■ Source data ■

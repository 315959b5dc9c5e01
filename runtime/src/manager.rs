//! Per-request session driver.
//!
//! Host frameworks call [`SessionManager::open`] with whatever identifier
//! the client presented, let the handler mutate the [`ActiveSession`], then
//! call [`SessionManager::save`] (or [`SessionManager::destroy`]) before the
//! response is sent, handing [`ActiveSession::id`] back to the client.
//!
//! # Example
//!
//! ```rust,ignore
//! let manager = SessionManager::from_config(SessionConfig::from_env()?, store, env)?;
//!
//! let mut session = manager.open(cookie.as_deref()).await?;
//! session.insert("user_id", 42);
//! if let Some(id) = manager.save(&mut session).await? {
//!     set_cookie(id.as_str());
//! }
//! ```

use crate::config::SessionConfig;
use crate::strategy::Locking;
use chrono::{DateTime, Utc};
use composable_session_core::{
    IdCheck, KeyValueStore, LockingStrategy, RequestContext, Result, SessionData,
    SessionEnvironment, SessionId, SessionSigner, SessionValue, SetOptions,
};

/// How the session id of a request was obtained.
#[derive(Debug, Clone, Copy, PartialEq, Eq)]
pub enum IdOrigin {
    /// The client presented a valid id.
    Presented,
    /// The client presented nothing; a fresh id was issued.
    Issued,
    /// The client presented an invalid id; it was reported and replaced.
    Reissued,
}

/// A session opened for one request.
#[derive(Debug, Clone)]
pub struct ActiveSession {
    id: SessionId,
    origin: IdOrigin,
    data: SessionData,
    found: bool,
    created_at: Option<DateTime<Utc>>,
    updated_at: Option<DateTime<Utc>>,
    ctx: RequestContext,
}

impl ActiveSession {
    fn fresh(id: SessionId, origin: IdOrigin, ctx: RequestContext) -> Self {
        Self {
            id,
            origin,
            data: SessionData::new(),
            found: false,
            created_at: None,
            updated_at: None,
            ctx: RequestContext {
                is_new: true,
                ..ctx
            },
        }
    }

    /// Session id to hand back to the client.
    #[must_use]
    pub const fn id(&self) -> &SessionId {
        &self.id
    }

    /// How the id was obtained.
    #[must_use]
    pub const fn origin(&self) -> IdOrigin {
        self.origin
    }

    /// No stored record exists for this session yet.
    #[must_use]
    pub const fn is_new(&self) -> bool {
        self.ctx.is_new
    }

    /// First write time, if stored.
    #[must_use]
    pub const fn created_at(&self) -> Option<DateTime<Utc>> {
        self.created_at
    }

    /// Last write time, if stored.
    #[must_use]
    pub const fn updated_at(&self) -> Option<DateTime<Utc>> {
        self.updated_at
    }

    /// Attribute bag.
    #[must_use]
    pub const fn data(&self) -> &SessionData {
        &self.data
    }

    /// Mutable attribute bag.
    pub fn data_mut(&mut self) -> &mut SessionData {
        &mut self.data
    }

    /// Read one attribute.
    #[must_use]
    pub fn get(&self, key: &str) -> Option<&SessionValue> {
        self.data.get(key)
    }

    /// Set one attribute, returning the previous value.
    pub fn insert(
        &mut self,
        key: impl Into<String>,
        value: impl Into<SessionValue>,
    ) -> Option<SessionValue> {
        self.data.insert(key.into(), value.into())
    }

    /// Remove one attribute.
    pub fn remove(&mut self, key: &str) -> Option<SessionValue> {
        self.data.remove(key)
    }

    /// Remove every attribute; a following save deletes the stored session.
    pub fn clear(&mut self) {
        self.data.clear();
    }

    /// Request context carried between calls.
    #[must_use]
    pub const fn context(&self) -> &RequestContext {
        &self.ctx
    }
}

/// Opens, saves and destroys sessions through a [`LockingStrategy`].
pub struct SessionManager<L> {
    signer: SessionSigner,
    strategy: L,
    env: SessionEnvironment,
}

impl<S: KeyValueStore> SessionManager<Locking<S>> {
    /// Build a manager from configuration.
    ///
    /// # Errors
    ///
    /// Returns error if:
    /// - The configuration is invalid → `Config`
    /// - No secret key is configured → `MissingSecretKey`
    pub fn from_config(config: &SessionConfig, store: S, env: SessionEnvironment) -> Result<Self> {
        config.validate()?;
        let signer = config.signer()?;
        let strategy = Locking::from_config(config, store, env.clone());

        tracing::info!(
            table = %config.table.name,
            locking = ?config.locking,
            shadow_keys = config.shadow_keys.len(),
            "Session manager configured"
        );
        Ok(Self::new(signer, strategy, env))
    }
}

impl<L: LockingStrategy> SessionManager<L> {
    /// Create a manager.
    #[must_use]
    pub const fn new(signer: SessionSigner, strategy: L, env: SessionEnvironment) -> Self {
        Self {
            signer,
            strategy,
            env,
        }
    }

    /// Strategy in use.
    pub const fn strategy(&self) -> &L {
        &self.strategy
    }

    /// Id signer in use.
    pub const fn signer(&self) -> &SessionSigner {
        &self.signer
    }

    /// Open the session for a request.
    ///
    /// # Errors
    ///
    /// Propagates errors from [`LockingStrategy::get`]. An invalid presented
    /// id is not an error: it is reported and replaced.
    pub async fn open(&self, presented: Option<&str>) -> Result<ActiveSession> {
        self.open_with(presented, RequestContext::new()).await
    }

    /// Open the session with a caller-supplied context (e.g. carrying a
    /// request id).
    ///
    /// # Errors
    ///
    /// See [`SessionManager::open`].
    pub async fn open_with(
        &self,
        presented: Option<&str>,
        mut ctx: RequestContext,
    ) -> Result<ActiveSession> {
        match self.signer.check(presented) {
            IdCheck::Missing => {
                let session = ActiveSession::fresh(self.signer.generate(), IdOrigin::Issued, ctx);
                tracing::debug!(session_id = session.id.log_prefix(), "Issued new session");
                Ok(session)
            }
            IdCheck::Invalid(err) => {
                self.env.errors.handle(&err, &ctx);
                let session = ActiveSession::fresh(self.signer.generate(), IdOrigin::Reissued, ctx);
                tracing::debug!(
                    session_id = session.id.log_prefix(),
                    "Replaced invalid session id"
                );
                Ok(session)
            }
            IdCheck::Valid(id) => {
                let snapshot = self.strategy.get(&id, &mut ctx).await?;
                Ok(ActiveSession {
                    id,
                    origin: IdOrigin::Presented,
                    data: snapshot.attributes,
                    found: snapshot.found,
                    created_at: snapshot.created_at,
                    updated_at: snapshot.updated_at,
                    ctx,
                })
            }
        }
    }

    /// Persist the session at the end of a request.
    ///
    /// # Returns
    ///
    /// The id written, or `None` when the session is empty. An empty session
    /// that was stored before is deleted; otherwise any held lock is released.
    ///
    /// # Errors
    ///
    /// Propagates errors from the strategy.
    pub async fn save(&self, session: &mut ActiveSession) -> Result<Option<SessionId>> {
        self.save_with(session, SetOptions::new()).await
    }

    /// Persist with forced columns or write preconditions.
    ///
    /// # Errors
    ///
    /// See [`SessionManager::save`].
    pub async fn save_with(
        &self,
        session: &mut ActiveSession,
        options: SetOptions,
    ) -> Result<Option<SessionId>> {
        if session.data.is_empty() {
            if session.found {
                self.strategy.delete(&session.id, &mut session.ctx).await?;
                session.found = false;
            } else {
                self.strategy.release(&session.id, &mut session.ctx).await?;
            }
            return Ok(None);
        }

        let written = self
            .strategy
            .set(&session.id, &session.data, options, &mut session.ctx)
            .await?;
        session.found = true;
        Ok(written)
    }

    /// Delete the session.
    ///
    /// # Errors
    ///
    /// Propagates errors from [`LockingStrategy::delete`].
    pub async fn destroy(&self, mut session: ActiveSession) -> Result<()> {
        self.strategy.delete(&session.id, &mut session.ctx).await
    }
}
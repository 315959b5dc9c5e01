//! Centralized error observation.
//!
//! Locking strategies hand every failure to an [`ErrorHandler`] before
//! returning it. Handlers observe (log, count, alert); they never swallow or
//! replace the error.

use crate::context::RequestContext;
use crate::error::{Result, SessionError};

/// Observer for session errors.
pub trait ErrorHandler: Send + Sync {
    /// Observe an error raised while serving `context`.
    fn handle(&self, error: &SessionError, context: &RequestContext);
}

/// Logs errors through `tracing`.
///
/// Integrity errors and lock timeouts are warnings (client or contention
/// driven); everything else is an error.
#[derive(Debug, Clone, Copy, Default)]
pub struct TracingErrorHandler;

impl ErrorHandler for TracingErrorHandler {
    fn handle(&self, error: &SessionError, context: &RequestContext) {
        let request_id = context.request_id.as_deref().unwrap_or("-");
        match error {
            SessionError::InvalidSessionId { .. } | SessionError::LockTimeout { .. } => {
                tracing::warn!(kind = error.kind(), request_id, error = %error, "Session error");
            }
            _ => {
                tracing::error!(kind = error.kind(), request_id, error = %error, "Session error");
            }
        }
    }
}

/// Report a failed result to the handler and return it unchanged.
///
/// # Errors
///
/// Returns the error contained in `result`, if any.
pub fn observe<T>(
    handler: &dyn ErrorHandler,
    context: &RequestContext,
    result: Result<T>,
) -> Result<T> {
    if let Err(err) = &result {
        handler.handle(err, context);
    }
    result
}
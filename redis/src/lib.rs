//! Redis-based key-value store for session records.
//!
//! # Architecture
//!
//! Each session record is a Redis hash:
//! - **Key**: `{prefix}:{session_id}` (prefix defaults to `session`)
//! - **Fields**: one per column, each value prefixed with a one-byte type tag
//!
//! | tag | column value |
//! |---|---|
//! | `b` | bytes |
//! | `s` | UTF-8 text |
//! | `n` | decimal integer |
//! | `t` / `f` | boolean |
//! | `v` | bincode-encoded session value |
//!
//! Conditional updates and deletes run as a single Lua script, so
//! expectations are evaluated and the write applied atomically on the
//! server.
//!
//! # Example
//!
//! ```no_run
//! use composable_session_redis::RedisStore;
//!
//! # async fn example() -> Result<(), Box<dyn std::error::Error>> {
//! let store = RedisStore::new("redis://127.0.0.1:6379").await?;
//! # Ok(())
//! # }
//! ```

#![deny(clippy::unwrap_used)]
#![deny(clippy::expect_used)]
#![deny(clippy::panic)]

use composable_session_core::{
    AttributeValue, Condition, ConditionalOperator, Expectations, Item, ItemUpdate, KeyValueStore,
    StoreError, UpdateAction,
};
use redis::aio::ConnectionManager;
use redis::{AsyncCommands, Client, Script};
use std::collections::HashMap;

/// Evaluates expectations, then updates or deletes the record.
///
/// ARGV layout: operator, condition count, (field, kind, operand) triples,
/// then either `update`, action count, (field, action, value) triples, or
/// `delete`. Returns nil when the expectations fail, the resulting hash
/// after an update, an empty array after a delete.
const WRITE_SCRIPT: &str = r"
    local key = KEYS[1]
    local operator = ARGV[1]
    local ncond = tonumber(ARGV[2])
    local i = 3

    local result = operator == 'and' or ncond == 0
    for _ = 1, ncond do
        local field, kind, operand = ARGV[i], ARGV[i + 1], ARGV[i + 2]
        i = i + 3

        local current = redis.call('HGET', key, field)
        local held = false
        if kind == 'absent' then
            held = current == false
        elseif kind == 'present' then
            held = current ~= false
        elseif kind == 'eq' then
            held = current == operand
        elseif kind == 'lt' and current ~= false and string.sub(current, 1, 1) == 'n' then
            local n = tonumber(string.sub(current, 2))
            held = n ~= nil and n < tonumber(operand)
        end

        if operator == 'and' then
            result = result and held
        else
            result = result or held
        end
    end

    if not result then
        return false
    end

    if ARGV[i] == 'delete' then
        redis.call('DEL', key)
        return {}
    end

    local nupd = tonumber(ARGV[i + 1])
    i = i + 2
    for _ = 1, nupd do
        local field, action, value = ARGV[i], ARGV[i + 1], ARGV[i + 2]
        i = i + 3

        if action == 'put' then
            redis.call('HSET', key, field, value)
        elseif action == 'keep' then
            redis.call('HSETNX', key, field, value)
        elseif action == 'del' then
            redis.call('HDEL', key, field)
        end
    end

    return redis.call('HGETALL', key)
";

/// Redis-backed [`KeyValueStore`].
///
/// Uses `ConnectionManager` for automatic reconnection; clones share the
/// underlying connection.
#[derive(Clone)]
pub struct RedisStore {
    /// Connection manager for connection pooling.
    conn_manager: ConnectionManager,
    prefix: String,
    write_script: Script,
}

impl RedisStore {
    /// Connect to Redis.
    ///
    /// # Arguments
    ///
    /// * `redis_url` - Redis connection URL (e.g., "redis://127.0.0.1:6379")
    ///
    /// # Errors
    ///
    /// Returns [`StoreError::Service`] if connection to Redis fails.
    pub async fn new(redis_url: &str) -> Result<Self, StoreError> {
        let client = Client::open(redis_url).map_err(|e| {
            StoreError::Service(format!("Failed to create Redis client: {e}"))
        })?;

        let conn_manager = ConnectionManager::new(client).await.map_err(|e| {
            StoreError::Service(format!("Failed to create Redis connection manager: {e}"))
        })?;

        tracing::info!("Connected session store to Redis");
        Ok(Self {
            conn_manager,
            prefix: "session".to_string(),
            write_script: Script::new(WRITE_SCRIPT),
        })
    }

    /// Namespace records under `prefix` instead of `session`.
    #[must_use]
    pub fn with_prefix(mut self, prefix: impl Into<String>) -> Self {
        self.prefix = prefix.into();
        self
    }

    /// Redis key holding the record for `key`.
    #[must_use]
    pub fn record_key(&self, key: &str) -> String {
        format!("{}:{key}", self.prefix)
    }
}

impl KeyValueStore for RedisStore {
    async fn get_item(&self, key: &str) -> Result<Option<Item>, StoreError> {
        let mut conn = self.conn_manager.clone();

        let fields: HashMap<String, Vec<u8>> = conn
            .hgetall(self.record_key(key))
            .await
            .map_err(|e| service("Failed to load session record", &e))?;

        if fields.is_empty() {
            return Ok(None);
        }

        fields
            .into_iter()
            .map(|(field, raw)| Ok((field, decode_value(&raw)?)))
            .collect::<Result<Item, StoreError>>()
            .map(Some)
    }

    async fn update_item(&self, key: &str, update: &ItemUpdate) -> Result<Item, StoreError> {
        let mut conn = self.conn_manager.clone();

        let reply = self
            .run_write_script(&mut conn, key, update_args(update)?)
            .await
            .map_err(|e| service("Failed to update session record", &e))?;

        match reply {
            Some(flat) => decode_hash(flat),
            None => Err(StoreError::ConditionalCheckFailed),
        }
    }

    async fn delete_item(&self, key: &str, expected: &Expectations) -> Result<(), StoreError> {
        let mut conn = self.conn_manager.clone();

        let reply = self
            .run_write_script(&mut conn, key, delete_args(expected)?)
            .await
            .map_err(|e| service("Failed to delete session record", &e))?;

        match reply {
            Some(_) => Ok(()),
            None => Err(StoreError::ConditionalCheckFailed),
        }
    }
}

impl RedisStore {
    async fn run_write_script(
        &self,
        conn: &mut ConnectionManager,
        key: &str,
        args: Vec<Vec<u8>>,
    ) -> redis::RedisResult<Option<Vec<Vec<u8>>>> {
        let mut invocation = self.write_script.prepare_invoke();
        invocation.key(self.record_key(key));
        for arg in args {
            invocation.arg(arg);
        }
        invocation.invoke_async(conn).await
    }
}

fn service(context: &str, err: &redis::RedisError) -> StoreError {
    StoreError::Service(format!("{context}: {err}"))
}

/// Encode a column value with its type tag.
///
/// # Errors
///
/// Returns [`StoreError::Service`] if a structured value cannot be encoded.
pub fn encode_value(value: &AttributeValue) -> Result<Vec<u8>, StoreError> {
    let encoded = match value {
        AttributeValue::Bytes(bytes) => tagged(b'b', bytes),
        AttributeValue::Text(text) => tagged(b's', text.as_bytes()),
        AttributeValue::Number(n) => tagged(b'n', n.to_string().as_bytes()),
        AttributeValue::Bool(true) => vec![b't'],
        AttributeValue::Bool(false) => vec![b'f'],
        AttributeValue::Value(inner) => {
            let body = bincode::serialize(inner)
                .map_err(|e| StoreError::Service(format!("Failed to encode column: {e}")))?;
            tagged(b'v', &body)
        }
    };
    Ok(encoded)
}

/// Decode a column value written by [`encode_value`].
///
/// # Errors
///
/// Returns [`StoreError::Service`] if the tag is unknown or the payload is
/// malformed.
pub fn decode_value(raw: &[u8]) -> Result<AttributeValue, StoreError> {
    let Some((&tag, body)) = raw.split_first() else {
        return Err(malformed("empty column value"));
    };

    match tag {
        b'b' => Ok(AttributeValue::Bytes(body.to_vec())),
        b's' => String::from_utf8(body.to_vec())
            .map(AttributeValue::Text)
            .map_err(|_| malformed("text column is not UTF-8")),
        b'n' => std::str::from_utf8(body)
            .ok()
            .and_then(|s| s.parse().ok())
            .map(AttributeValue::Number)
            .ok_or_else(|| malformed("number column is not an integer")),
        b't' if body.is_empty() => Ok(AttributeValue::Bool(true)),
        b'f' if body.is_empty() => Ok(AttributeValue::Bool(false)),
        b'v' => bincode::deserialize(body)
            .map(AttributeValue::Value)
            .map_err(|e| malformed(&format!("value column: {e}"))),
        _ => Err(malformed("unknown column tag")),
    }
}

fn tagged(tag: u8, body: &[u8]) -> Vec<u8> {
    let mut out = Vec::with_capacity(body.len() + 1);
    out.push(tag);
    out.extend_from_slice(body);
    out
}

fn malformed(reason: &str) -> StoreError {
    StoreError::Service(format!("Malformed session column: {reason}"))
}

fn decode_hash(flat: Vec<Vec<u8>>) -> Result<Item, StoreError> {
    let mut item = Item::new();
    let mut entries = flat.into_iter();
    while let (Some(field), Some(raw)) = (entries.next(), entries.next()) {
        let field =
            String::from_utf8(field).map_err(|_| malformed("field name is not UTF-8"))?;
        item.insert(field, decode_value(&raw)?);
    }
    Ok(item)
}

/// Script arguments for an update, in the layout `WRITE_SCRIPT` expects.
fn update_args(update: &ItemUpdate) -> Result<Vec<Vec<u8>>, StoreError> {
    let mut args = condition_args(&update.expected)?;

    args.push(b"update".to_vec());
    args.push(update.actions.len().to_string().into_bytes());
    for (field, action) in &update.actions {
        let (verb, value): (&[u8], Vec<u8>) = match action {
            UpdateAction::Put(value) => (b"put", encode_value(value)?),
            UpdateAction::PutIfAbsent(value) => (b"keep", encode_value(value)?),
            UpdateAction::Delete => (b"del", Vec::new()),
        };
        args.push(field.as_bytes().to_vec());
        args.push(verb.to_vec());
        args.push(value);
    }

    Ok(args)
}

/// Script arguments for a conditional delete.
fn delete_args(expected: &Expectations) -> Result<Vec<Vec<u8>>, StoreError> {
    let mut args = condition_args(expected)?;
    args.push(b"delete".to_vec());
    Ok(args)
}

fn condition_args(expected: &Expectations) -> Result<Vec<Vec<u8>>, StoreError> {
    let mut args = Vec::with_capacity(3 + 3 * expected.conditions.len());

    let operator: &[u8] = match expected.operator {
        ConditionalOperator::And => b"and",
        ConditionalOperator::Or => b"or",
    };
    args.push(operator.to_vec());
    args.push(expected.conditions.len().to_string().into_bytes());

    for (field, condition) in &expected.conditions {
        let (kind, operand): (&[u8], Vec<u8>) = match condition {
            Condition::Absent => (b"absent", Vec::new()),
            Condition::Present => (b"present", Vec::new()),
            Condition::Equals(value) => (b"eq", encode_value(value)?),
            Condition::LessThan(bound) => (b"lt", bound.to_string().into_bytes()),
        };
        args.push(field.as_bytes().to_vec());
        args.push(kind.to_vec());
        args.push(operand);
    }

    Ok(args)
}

■ What this task involves ■
Beginning with the opening line above, retype the records exactly through the line with "request was obtained.", both ends included.

■ Reply ■
repository 315959b5dc9c5e01
filename runtime/src/manager.rs
//! Per-request session driver.
//!
//! Host frameworks call [`SessionManager::open`] with whatever identifier
//! the client presented, let the handler mutate the [`ActiveSession`], then
//! call [`SessionManager::save`] (or [`SessionManager::destroy`]) before the
//! response is sent, handing [`ActiveSession::id`] back to the client.
//!
//! # Example
//!
//! ```rust,ignore
//! let manager = SessionManager::from_config(SessionConfig::from_env()?, store, env)?;
//!
//! let mut session = manager.open(cookie.as_deref()).await?;
//! session.insert("user_id", 42);
//! if let Some(id) = manager.save(&mut session).await? {
//!     set_cookie(id.as_str());
//! }
//! ```

use crate::config::SessionConfig;
use crate::strategy::Locking;
use chrono::{DateTime, Utc};
use composable_session_core::{
    IdCheck, KeyValueStore, LockingStrategy, RequestContext, Result, SessionData,
    SessionEnvironment, SessionId, SessionSigner, SessionValue, SetOptions,
};

/// How the session id of a request was obtained.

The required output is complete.